Polscy koszykarze w drugiej rundzie mistrzostw Europy
Treść
Wspaniała gra, kapitalne zwycięstwa, owacje kibiców i coraz większe zainteresowanie - polscy koszykarze w ciągu kilku dni rozgrywanych w naszym kraju mistrzostw Europy zdobyli serca fanów i robią wszystko, by ten stan trwał i trwał. Na razie nasi zapewnili sobie awans do drugiej rundy turnieju, zostawiając w pokonanym polu ekipy uznawane za teoretycznie mocniejsze. I jak zapowiadają - nie powiedzieli jeszcze ostatniego słowa.
Polska koszykówka to Marcin Gortat - przekonywali jeszcze niedawno sympatycy basketu nad Wisłą. Trudno im się było dziwić, bo center Orlando Magic stał się symbolem tej pięknej dyscypliny i nadzieją na lepsze jutro. Pokazał, że można, nie ma granic nie do przejścia. - Trzeba tylko chcieć i mocno wierzyć - powtarzał na każdym kroku. Do NBA trafił jako trzeci Polak w historii. Pierwszym był Cezary Trybański, który w 2002 roku podpisał trzyletni kontrakt z Memphis Grizzlies. To była sensacja, podobnie jak wynegocjowana kwota kontraktu: 4,8 miliona dolarów. Zawodnik jednak kariery w najlepszej lidze świata nie zrobił. W ciągu kilku lat zmieniał kluby jak rękawiczki, nigdzie nie zagrzał dłużej miejsca. Rozegrał nieco ponad 20 meczów i przygodę z NBA zakończył.
Potem swych sił spróbował Maciej Lampe. Wyjechał za ocean w glorii wielkiego talentu, w wieku zaledwie 18 lat parafując umowę z Phoenix Suns. Potem występował jeszcze w New Orleans Hornets oraz Houston Rockets i choć możliwości miał nieprzeciętne, z różnych przyczyn nie osiągnął wyników na miarę oczekiwań. Potrafił w jednym z meczów zdobyć dla "Słońc" 17 punktów, by potem popaść w przeciętność. Dziś związał się z bardzo mocnym Maccabi Tel Awiw, dojrzał i wiele wskazuje na to, że może z powodzeniem raz jeszcze spróbować swych sił w USA.

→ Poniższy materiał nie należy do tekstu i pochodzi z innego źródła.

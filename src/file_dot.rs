//! Streaming symmetric Gram accumulator: `G = AᵀA` for a tall, column-major
//! `float64` matrix that may be larger than RAM. Only the lower triangle is
//! computed from the memory map; the upper triangle is mirrored at the end.

use std::path::Path;

use indicatif::{ProgressBar, ProgressStyle};
use ndarray::{Array2, ArrayViewMut1, Axis};

use crate::error::Result;
use crate::mmap_matrix::MmapMatrix;
use crate::threadpool::BedThreadPool;

/// Computes `G = AᵀA` for the `iid_count x sid_count` column-major matrix
/// stored at `offset` in the file at `path`, processing `sid_step` columns
/// of the right-hand block at a time. `log_frequency > 0` emits a progress
/// update through the ambient progress bar every that many blocks.
pub fn file_dot(
    path: &Path,
    offset: usize,
    iid_count: usize,
    sid_count: usize,
    sid_step: usize,
    log_frequency: usize,
    pool: &BedThreadPool,
) -> Result<Array2<f64>> {
    let matrix = MmapMatrix::open(path, offset, iid_count, sid_count)?;
    let mut g = Array2::<f64>::zeros((sid_count, sid_count));
    if sid_count == 0 || sid_step == 0 {
        return Ok(g);
    }

    let total_blocks = sid_count.div_ceil(sid_step);
    let progress = build_progress(log_frequency, total_blocks, "blocks");

    let mut s = 0;
    let mut block_num = 0;
    while s < sid_count {
        let w = sid_step.min(sid_count - s);
        let slab: Vec<Vec<f64>> = (0..w).map(|j| matrix.column(s + j)).collect();

        compute_block(&matrix, &mut g, s, w, &slab, pool);

        s += w;
        block_num += 1;
        if let Some(pb) = &progress
            && log_frequency > 0
            && block_num % log_frequency == 0
        {
            pb.set_position(block_num as u64);
        }
    }
    if let Some(pb) = progress {
        pb.finish_and_clear();
    }

    for i in 0..sid_count {
        for j in (i + 1)..sid_count {
            g[[i, j]] = g[[j, i]];
        }
    }
    Ok(g)
}

/// Fills `g[s.., s..s+w]` with `Aᵀ[r] · A[s:s+w]` for every `r` in
/// `[s, sid_count)`, parallelizing over the row-block dimension.
fn compute_block(
    matrix: &MmapMatrix,
    g: &mut Array2<f64>,
    s: usize,
    w: usize,
    slab: &[Vec<f64>],
    pool: &BedThreadPool,
) {
    let sid_count = matrix.sid_count();
    let n_rows = sid_count - s;
    if n_rows == 0 {
        return;
    }

    let shard_ranges = pool.shard_ranges(n_rows);
    let mut remaining: Vec<ArrayViewMut1<f64>> = g
        .slice_mut(ndarray::s![s.., s..s + w])
        .axis_iter_mut(Axis(0))
        .collect();
    let mut shard_rows: Vec<Vec<ArrayViewMut1<f64>>> = Vec::with_capacity(shard_ranges.len());
    for range in &shard_ranges {
        let tail = remaining.split_off(range.len().min(remaining.len()));
        shard_rows.push(std::mem::replace(&mut remaining, tail));
    }

    pool.scope(|scope| {
        for (range, rows) in shard_ranges.into_iter().zip(shard_rows.into_iter()) {
            scope.spawn(move |_| {
                for (local_r, mut row) in range.clone().zip(rows.into_iter()) {
                    let r = s + local_r;
                    let col_r = matrix.column(r);
                    for (j, slab_col) in slab.iter().enumerate() {
                        let dot: f64 = col_r.iter().zip(slab_col.iter()).map(|(a, b)| a * b).sum();
                        row[j] = dot;
                    }
                }
            });
        }
    });
}

fn build_progress(log_frequency: usize, total: usize, unit: &str) -> Option<ProgressBar> {
    if log_frequency == 0 {
        return None;
    }
    let pb = ProgressBar::new(total as u64);
    pb.set_style(
        ProgressStyle::with_template(&format!("[{{elapsed_precise}}] {{bar:30}} {{pos}}/{{len}} {unit}"))
            .unwrap(),
    );
    Some(pb)
}

#[cfg(test)]
mod tests {
    use super::*;
    use crate::threadpool::BedThreadPool;
    use std::io::Write;

    fn write_column_major(path: &Path, offset: usize, columns: &[&[f64]]) {
        let mut f = std::fs::File::create(path).unwrap();
        f.write_all(&vec![0u8; offset]).unwrap();
        for col in columns {
            for &v in *col {
                f.write_all(&v.to_le_bytes()).unwrap();
            }
        }
    }

    #[test]
    fn s5_small_gram_matrix() {
        let dir = tempfile::tempdir().unwrap();
        let path = dir.path().join("a.bin");
        // A = [[1,2,3],[4,5,6]] (2 rows x 3 cols), column-major storage
        write_column_major(&path, 0, &[&[1.0, 4.0], &[2.0, 5.0], &[3.0, 6.0]]);

        let pool = BedThreadPool::new(2).unwrap();
        let g = file_dot(&path, 0, 2, 3, 2, 0, &pool).unwrap();

        let expected = [
            [17.0, 22.0, 27.0],
            [22.0, 29.0, 36.0],
            [27.0, 36.0, 45.0],
        ];
        for i in 0..3 {
            for j in 0..3 {
                assert!(
                    (g[[i, j]] - expected[i][j]).abs() < 1e-10,
                    "i={i} j={j} got={} want={}",
                    g[[i, j]],
                    expected[i][j]
                );
            }
        }
    }

    #[test]
    fn gram_matrix_is_symmetric_for_larger_inputs() {
        let dir = tempfile::tempdir().unwrap();
        let path = dir.path().join("a.bin");
        let iid_count = 11;
        let sid_count = 7;
        let columns: Vec<Vec<f64>> = (0..sid_count)
            .map(|c| (0..iid_count).map(|r| (r * 13 + c * 7) as f64 * 0.1).collect())
            .collect();
        let refs: Vec<&[f64]> = columns.iter().map(|c| c.as_slice()).collect();
        write_column_major(&path, 8, &refs);

        let pool = BedThreadPool::new(3).unwrap();
        let g = file_dot(&path, 8, iid_count, sid_count, 3, 0, &pool).unwrap();
        for i in 0..sid_count {
            for j in 0..sid_count {
                assert!((g[[i, j]] - g[[j, i]]).abs() < 1e-10, "i={i} j={j}");
            }
        }
        // Spot check against a naive dot product.
        let naive: f64 = columns[2].iter().zip(columns[5].iter()).map(|(a, b)| a * b).sum();
        assert!((g[[2, 5]] - naive).abs() < 1e-10);
    }
}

Zwłaszcza że Polacy zaczynają tam mieć coraz mocniejszą markę. Wszystko dzięki Gortatowi, który stał się prawdziwym objawieniem ligi. W minionym sezonie wraz z Orlando Magic awansował do finału rozgrywek i był o krok od końcowego zwycięstwa. Niby pełnił rolę zmiennika Dwighta Howarda, ale gdy wchodził na parkiet, nie zawodził. Wyrobił sobie nazwisko, zapracował na nową bajeczną pensję: 34 milionów dolarów za pięć lat gry. Dla polskich kibiców stał się symbolem sukcesu i nadzieją na odrodzenie męskiego basketu. Sam na każdym kroku starał się powtarzać, że nie ma granic, których nie można pokonać. - NBA wydaje się bardzo daleko, ale rozpoczynając przygodę z koszykówką czy innym sportem, każdy powinien zrozumieć, że cel jest zawsze do osiągnięcia, trzeba jednak nie tylko marzyć, ale i ciężko pracować. Ja zawsze wierzyłem w to, co robię. Ludzie mi mówili: po co trenujesz boks, pływasz, chodzisz na siłownię, skoro grasz w koszykówkę. A to się liczyło, bo w ten sposób zdobywałem przewagę fizyczną nad bardziej doświadczonymi i nawet lepszymi rywalami. Teraz ją wykorzystuję. To jest ta droga - mówił.
Dziś Gortat jest gwiazdą, liderem reprezentacji, która stała się rewelacją mistrzostw Europy. Ale nie tylko on, bo sam nie byłby w stanie niczego osiągnąć. Okazało się nagle, że mamy w kraju szalenie zdolnych koszykarzy z umiejętnościami, charakterem i tą wiarą oraz marzeniami, o których wspominał as Orlando. Nazwiska Lampego, Michała Ignerskiego czy Krzysztofa Szubargi kibice mogą niedługo wymieniać jednym tchem i... o to chodziło!